>>>>>
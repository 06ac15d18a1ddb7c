//! Terminal UI components.
//!
//! This module contains all rendering code:
//! - the main screen (title bar, toolbar, text area, toast and status bars)
//! - modal dialog overlays drawn over the last main frame
//! - [`style`]: theming and colors

pub mod style;

mod overlays;
mod render;
mod status;

pub use overlays::{
    paint_backdrop, render_file_picker, render_message_box, render_prompt, render_question,
};
pub use render::{ScreenLayout, render, screen_layout};

use unicode_width::UnicodeWidthChar;

/// Columns a tab occupies in the text area.
pub const TAB_WIDTH: usize = 4;

/// Calculate the width needed for line numbers.
pub const fn line_number_width(total_lines: usize) -> u16 {
    if total_lines < 10 {
        1
    } else if total_lines < 100 {
        2
    } else if total_lines < 1_000 {
        3
    } else if total_lines < 10_000 {
        4
    } else if total_lines < 100_000 {
        5
    } else {
        6
    }
}

/// Line numbers plus the separating space.
pub const fn gutter_width(total_lines: usize) -> u16 {
    line_number_width(total_lines) + 1
}

/// Display columns taken by one character.
pub fn char_width(ch: char) -> usize {
    if ch == '\t' {
        TAB_WIDTH
    } else {
        ch.width().unwrap_or(0)
    }
}

/// Display columns taken by `text`.
pub fn display_width(text: &str) -> usize {
    text.chars().map(char_width).sum()
}

/// Byte offset of the character drawn at display column `target`.
///
/// Columns past the end map to the end of the line.
pub fn byte_col_at_display(line: &str, target: usize) -> usize {
    let mut col = 0;
    for (idx, ch) in line.char_indices() {
        let width = char_width(ch);
        if target < col + width.max(1) {
            return idx;
        }
        col += width;
    }
    line.len()
}
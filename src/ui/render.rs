use ratatui::prelude::*;
use ratatui::widgets::{Clear, Paragraph};

use crate::app::Model;
use crate::editor::Cursor;

use super::style::Theme;
use super::{TAB_WIDTH, char_width, line_number_width, overlays, status};

/// Rows of the main screen, top to bottom.
#[derive(Debug, Clone, Copy, PartialEq, Eq)]
pub struct ScreenLayout {
    pub title: Rect,
    pub toolbar: Rect,
    pub editor: Rect,
    pub toast: Option<Rect>,
    pub status: Rect,
}

/// Split the screen into title bar, toolbar, text area, toast row and status bar.
pub fn screen_layout(area: Rect, toast_active: bool) -> ScreenLayout {
    let row = |offset: u16| Rect {
        y: area.y + offset.min(area.height.saturating_sub(1)),
        height: area.height.min(1),
        ..area
    };
    let toast_rows = u16::from(toast_active);
    let editor_height = area.height.saturating_sub(3 + toast_rows);
    ScreenLayout {
        title: row(0),
        toolbar: row(1),
        editor: Rect {
            y: area.y + 2.min(area.height),
            height: editor_height,
            ..area
        },
        toast: toast_active.then(|| row(2 + editor_height)),
        status: row(area.height.saturating_sub(1)),
    }
}

/// Render the complete UI.
pub fn render(model: &Model, frame: &mut Frame) {
    let area = frame.area();
    let theme = Theme::default();
    let layout = screen_layout(area, model.active_toast().is_some());

    render_title_bar(model, frame, layout.title, &theme);
    render_toolbar(model, frame, layout.toolbar, &theme);
    render_editor(model, frame, layout.editor, &theme);
    if let Some(toast_area) = layout.toast {
        status::render_toast_bar(model, frame, toast_area);
    }
    status::render_status_bar(model, frame, layout.status, &theme);

    if model.help_visible {
        overlays::render_help_overlay(frame, area, &theme);
    }
}

fn render_title_bar(model: &Model, frame: &mut Frame, area: Rect, theme: &Theme) {
    let title = Paragraph::new(model.title())
        .alignment(Alignment::Center)
        .style(theme.title_bar);
    frame.render_widget(title, area);
}

fn render_toolbar(model: &Model, frame: &mut Frame, area: Rect, theme: &Theme) {
    let rename_style = if model.controller.can_rename() {
        theme.toolbar
    } else {
        theme.toolbar_disabled
    };
    let spans = vec![
        Span::raw(" ^N New  ^O Open  ^W Close  ^S Save  M-S Save As  "),
        Span::styled("F2 Rename", rename_style),
        Span::raw("  \u{2502}  ^X Cut  ^C Copy  ^V Paste  ^Z Undo  ^Y Redo  ^A All  \u{2502}  F1 Help  ^Q Quit"),
    ];
    frame.render_widget(Paragraph::new(Line::from(spans)).style(theme.toolbar), area);
}

fn render_editor(model: &Model, frame: &mut Frame, area: Rect, theme: &Theme) {
    let buf = &model.buffer;
    let total_lines = buf.line_count();
    let number_width = usize::from(line_number_width(total_lines));
    let text_width = usize::from(area.width).saturating_sub(number_width + 1);
    let selection = buf.selection();
    let cursor = buf.cursor();

    let mut content: Vec<Line> = Vec::new();
    for row in 0..usize::from(area.height) {
        let line_idx = model.scroll_offset + row;
        if line_idx >= total_lines {
            content.push(Line::styled(format!("{:>number_width$} ", "~"), theme.gutter));
            continue;
        }
        let line_text = buf.line_at(line_idx).unwrap_or_default();
        let line_num = format!("{:>number_width$} ", line_idx + 1);

        let mut spans = vec![Span::styled(line_num, theme.gutter)];
        let view = LineView {
            text: &line_text,
            scroll_col: model.scroll_col,
            width: text_width,
            selection: selected_cols(selection, line_idx, line_text.len()),
            cursor: (line_idx == cursor.line).then_some(cursor.col),
        };
        spans.extend(view.spans(theme));
        content.push(Line::from(spans));
    }

    frame.render_widget(Clear, area);
    frame.render_widget(Paragraph::new(content), area);
}

/// Selected byte columns on `line_idx`; an end past `line_len` covers the line break.
fn selected_cols(
    selection: Option<(Cursor, Cursor)>,
    line_idx: usize,
    line_len: usize,
) -> Option<(usize, usize)> {
    let (start, end) = selection?;
    if line_idx < start.line || line_idx > end.line {
        return None;
    }
    let from = if line_idx == start.line { start.col } else { 0 };
    let to = if line_idx == end.line {
        end.col
    } else {
        line_len + 1
    };
    Some((from, to))
}

/// One text line clipped to the visible columns.
struct LineView<'a> {
    text: &'a str,
    scroll_col: usize,
    width: usize,
    selection: Option<(usize, usize)>,
    cursor: Option<usize>,
}

impl LineView<'_> {
    fn style_at(&self, byte: usize, theme: &Theme) -> Style {
        if self.cursor == Some(byte) {
            theme.cursor
        } else if self.selection.is_some_and(|(from, to)| byte >= from && byte < to) {
            theme.selection
        } else {
            Style::default()
        }
    }

    fn spans(&self, theme: &Theme) -> Vec<Span<'static>> {
        let mut spans: Vec<Span<'static>> = Vec::new();
        let mut run = String::new();
        let mut run_style = Style::default();
        let mut col = 0;
        let mut drawn = 0;

        for (byte, ch) in self.text.char_indices() {
            let width = char_width(ch);
            if col < self.scroll_col {
                col += width;
                continue;
            }
            if drawn + width > self.width {
                break;
            }
            let style = self.style_at(byte, theme);
            if style != run_style && !run.is_empty() {
                spans.push(Span::styled(std::mem::take(&mut run), run_style));
            }
            run_style = style;
            if ch == '\t' {
                run.push_str(&" ".repeat(TAB_WIDTH));
            } else {
                run.push(ch);
            }
            col += width;
            drawn += width;
        }
        if !run.is_empty() {
            spans.push(Span::styled(run, run_style));
        }

        // Cursor or selected line break past the last character.
        let end = self.text.len();
        let end_visible = super::display_width(self.text) >= self.scroll_col && drawn < self.width;
        if end_visible {
            let style = self.style_at(end, theme);
            if style != Style::default() {
                spans.push(Span::styled(" ", style));
            }
        }
        spans
    }
}
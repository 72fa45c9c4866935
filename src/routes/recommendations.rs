//! Recommendation voting, discussion and review status routes.

use axum::extract::{Path, State};
use axum::response::Json;
use serde::Deserialize;

use crate::models::{Recommendation, RecommendationStatus, VoteKind};
use crate::routes::auth::{ActingUser, AdminUser};
use crate::routes::error::ApiError;
use crate::state::AppState;

#[derive(Deserialize)]
pub struct VoteBody {
    #[serde(alias = "type")]
    pub kind: VoteKind,
}

#[derive(Deserialize)]
pub struct CommentBody {
    pub content: String,
}

#[derive(Deserialize)]
pub struct StatusBody {
    pub status: RecommendationStatus,
}

/// `POST /api/recommendations/{id}/votes` — cast or switch the caller's vote.
pub async fn vote(
    State(state): State<AppState>,
    actor: ActingUser,
    Path(id): Path<i64>,
    Json(body): Json<VoteBody>,
) -> Result<Json<Recommendation>, ApiError> {
    let rec = state
        .recommendations
        .vote(id, actor.user.id, &actor.user.name, body.kind)
        .await?;
    Ok(Json(rec))
}

/// `POST /api/recommendations/{id}/comments`
pub async fn comment(
    State(state): State<AppState>,
    actor: ActingUser,
    Path(id): Path<i64>,
    Json(body): Json<CommentBody>,
) -> Result<Json<Recommendation>, ApiError> {
    let rec = state
        .recommendations
        .comment(id, actor.user.id, &actor.user.name, &body.content)
        .await?;
    Ok(Json(rec))
}

/// `PUT /api/recommendations/{id}/status` — admin only.
pub async fn set_status(
    State(state): State<AppState>,
    admin: AdminUser,
    Path(id): Path<i64>,
    Json(body): Json<StatusBody>,
) -> Result<Json<Recommendation>, ApiError> {
    tracing::debug!(id, admin = admin.user.id, "status change requested");
    Ok(Json(state.recommendations.set_status(id, body.status).await?))
}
<<<<<
ACTIVITY:
For the material above, how many lines contain the word "ScreenLayout"? Only the number should be given.

FINISHED TASK:
4